Gevişgetirenler
Çifttoynaklılar takımındaki memelilerin çoğu gevişgetirenler (Ruminantia) adıyla ayrı bir alttakımda toplanır. Bu otçul hayvanların özelliği midelerinin dört bölümden oluşması ve yiyeceklerini çiğneyip yuttuktan sonra yeniden ağızlarına getirerek bir kez daha çiğnemeleri, yani geviş getirmeleridir. Bu grupta sığır, koyun, keçi, manda, yak gibi insana çok yararlı evcil hayvanların yanı sıra geyik, ceylan, zürafa, antilop ve elik gibi yabanıl hayvanlar da bulunur. Buna karşılık, mideleri gene birkaç bölümlü olan ve geviş getiren deve, lama ve alpaka gibi bazı çifttoynaklılar bu alttakımdan sayılmaz.

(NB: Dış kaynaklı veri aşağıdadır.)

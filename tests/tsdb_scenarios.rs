//! End-to-end scenario coverage through the public `Tsdb` facade: ring
//! wrap, counter-reset retention, bucketed rate queries, selector/alias
//! substitution, descriptor allocation idempotency, and the scalar
//! function family (`ts_bucket`/`clamp`/`null_if_outside`/`align_time`).

use std::collections::BTreeMap;
use tsdb::prelude::*;

#[test]
fn scenario_a_ring_wrap_keeps_only_most_recent_slots() {
    let db = Tsdb::new();
    let id = db
        .write_gauge(None, 1_000_000, 0.0, Some("cpu"), &BTreeMap::new(), Some(1), Some(3))
        .unwrap();
    for (i, v) in [(1, 1.0), (2, 2.0), (3, 3.0)] {
        db.write_gauge(Some(id), 1_000_000 + i, v, None, &BTreeMap::new(), None, None).unwrap();
    }
    let samples = db.read_range(id, 1_000_000, 1_000_003).unwrap();
    let ts_values: Vec<(i64, f32)> = samples.iter().map(|s| (s.ts, s.value)).collect();
    assert_eq!(ts_values, vec![(1_000_001, 1.0), (1_000_002, 2.0), (1_000_003, 3.0)]);
}

#[test]
fn scenario_b_counter_reset_is_retained_raw() {
    let db = Tsdb::new();
    let id = db
        .write_counter(None, 2_000_000, 100.0, Some("requests"), &BTreeMap::new(), Some(1), Some(4))
        .unwrap();
    db.write_counter(Some(id), 2_000_001, 90.0, None, &BTreeMap::new(), None, None).unwrap();
    let samples = db.read_range(id, 2_000_000, 2_000_001).unwrap();
    let values: Vec<f32> = samples.iter().map(|s| s.value).collect();
    assert_eq!(values, vec![100.0, 90.0]);
}

#[test]
fn scenario_c_bucket_rate_over_counter_nulls_on_reset() {
    let db = Tsdb::new();
    let id = db
        .write_counter(None, 0, 100.0, Some("requests"), &BTreeMap::new(), Some(10), Some(100))
        .unwrap();
    db.write_counter(Some(id), 10, 200.0, None, &BTreeMap::new(), None, None).unwrap();
    db.write_counter(Some(id), 20, 50.0, None, &BTreeMap::new(), None, None).unwrap();

    let rows = db
        .run_sql(
            &[id],
            0,
            20,
            "WITH b AS (SELECT ts_bucket(ts, 10) bucket, max(value) v FROM samples GROUP BY bucket) \
             SELECT bucket, bucket_rate(v, LAG(v) OVER (ORDER BY bucket), 10) rate FROM b ORDER BY bucket",
        )
        .unwrap();

    assert_eq!(rows.len(), 3);
    let rate = |i: usize| rows[i].iter().find(|(name, _)| name == "rate").unwrap().1.clone();
    assert_eq!(rate(0), Cell::Null);
    assert_eq!(rate(1), Cell::Float64(10.0));
    assert_eq!(rate(2), Cell::Null);
}

#[test]
fn scenario_d_selector_substitution_resolves_to_metric_id() {
    let db = Tsdb::new();
    let mut tags = BTreeMap::new();
    tags.insert("role".to_string(), "web".to_string());
    let id = db
        .write_gauge(None, 0, 10.0, Some("cpu"), &tags, Some(1), Some(10))
        .unwrap();
    db.write_gauge(Some(id), 1, 20.0, None, &BTreeMap::new(), None, None).unwrap();

    let selectors = vec![Selector { metric: "cpu".to_string(), tags, alias: Some("CPU".to_string()) }];
    let resolved = resolve_selectors(db.descriptor_catalog(), &selectors, 10).unwrap();
    assert_eq!(resolved[0].metric_ids, vec![id]);

    let sql = substitute_aliases("SELECT avg(value) v FROM samples WHERE metric_id = {{CPU}}", &resolved).unwrap();
    assert_eq!(sql, format!("SELECT avg(value) v FROM samples WHERE metric_id = {id}"));

    let rows = db.run_sql(&[id], 0, 1, &sql).unwrap();
    assert_eq!(rows.len(), 1);
    assert_eq!(rows[0][0].1, Cell::Float64(15.0));
}

#[test]
fn scenario_e_descriptor_allocation_without_id_is_idempotent() {
    let db = Tsdb::new();
    let mut tags = BTreeMap::new();
    tags.insert("env".to_string(), "qa".to_string());
    let id1 = db
        .write_gauge(None, 0, 1.0, Some("foo"), &tags, Some(2), Some(10))
        .unwrap();
    let id2 = db
        .write_gauge(None, 1, 2.0, Some("foo"), &tags, Some(2), Some(10))
        .unwrap();
    assert_eq!(id1, id2);
}

#[test]
fn scenario_f_ts_bucket_clamp_null_if_outside_align_time() {
    let db = Tsdb::new();
    let id = db
        .write_gauge(None, 0, -5.0, Some("gauge"), &BTreeMap::new(), Some(1), Some(10))
        .unwrap();
    for (ts, v) in [(1, 0.5), (2, 5.0), (3, 15.0)] {
        db.write_gauge(Some(id), ts, v, None, &BTreeMap::new(), None, None).unwrap();
    }

    let rows = db
        .run_sql(
            &[id],
            0,
            3,
            "SELECT clamp(value, 0.0, 10.0) c, null_if_outside(value, 0.0, 10.0) n, align_time(ts, 60, 0) a \
             FROM samples ORDER BY ts",
        )
        .unwrap();

    assert_eq!(rows.len(), 4);
    let col = |row: usize, name: &str| rows[row].iter().find(|(n, _)| n == name).unwrap().1.clone();

    assert_eq!(col(0, "c"), Cell::Float64(0.0));
    assert_eq!(col(0, "n"), Cell::Null);
    assert_eq!(col(1, "c"), Cell::Float64(0.5));
    assert_eq!(col(1, "n"), Cell::Float64(0.5));
    assert_eq!(col(2, "c"), Cell::Float64(5.0));
    assert_eq!(col(2, "n"), Cell::Float64(5.0));
    assert_eq!(col(3, "c"), Cell::Float64(10.0));
    assert_eq!(col(3, "n"), Cell::Null);
    for row in 0..4 {
        assert_eq!(col(row, "a"), Cell::Int64(0));
    }
}

#[test]
fn invariant_delete_metric_makes_it_behave_as_if_it_never_existed() {
    let db = Tsdb::new();
    let id = db
        .write_gauge(None, 0, 1.0, Some("ephemeral"), &BTreeMap::new(), Some(1), Some(5))
        .unwrap();
    db.delete_metric(id).unwrap();

    assert!(db.read_range(id, 0, 100).unwrap().is_empty());
    assert_eq!(db.lookup("ephemeral", &BTreeMap::new()).unwrap(), None);
}

#[test]
fn invariant_resolve_selectors_rejects_unknown_alias_in_sql() {
    let db = Tsdb::new();
    let id = db
        .write_gauge(None, 0, 1.0, Some("cpu"), &BTreeMap::new(), Some(1), Some(5))
        .unwrap();
    let selectors = vec![Selector { metric: "cpu".to_string(), tags: BTreeMap::new(), alias: Some("A".to_string()) }];
    let resolved = resolve_selectors(db.descriptor_catalog(), &selectors, 10).unwrap();
    assert_eq!(resolved[0].metric_ids, vec![id]);
    let err = substitute_aliases("SELECT * FROM samples WHERE metric_id = {{B}}", &resolved).unwrap_err();
    assert!(err.is_validation());
}

#[test]
fn retention_rewrite_preserves_gauge_history_under_a_new_shape() {
    let db = Tsdb::new();
    let id = db
        .write_gauge(None, 0, 1.0, Some("cpu"), &BTreeMap::new(), Some(1), Some(3))
        .unwrap();
    db.write_gauge(Some(id), 1, 2.0, None, &BTreeMap::new(), None, None).unwrap();
    db.retention_rewrite(id, 2, 10).unwrap();

    let record = db.metric_record(id).unwrap().unwrap();
    assert_eq!(record.step, 2);
    assert_eq!(record.slots, 10);
    let values: Vec<f32> = db.read_range(id, 0, i64::MAX).unwrap().into_iter().map(|s| s.value).collect();
    assert_eq!(values, vec![1.0, 2.0]);
}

Gevişgetirenlerin midesi işkembe, börkenek, kırkbayır ve şirden denen dört bölümden oluşur. Bu karmaşık mide yapısının amacı bitkilerdeki selülozu tam anlamıyla sindirebilmektir. Bu hayvanlar yedikleri otları azıdişleriyle biraz ezdikten sonra iyice çiğnemeden yutarlar. Midenin ilk ve en büyük bölümü olan işkembeye gelen yiyecekler burada mide salgılarıyla ıslatılır ve sindirimi güç olan selüloz bakterilerin yardımıyla büyük ölçüde parçalanır (mayalanmaya uğrar). Daha sonra dinlenmeye çekilen hayvan, işkembeden börkeneğe geçip biraz daha mayalanmış olan yiyecekleri küçük lokmalar halinde yeniden ağzına getirir; altçenesini sağa sola oynatarak çiğner ve yeniden yutar. Çiğnenmiş yiyecekler doğrudan kırkbayıra gelir ve içindeki suyun büyük bölümü emildikten sonra asıl sindirimin gerçekleştiği şirdene geçer.
Yiyecekleri öğütmeden hızla yutup sonradan güvenli bir yerde çiğneme olanağı veren geviş getirme işlemi bir anlamda bu hayvanların yaşam güvencesidir. Böylece gevişgetirenler, her an yırtıcı etçil hayvanların saldırısına uğrayabilecekleri açık alanlarda otlarken hızla karınlarını doyurup kaçabilmek için zaman kazanırlar.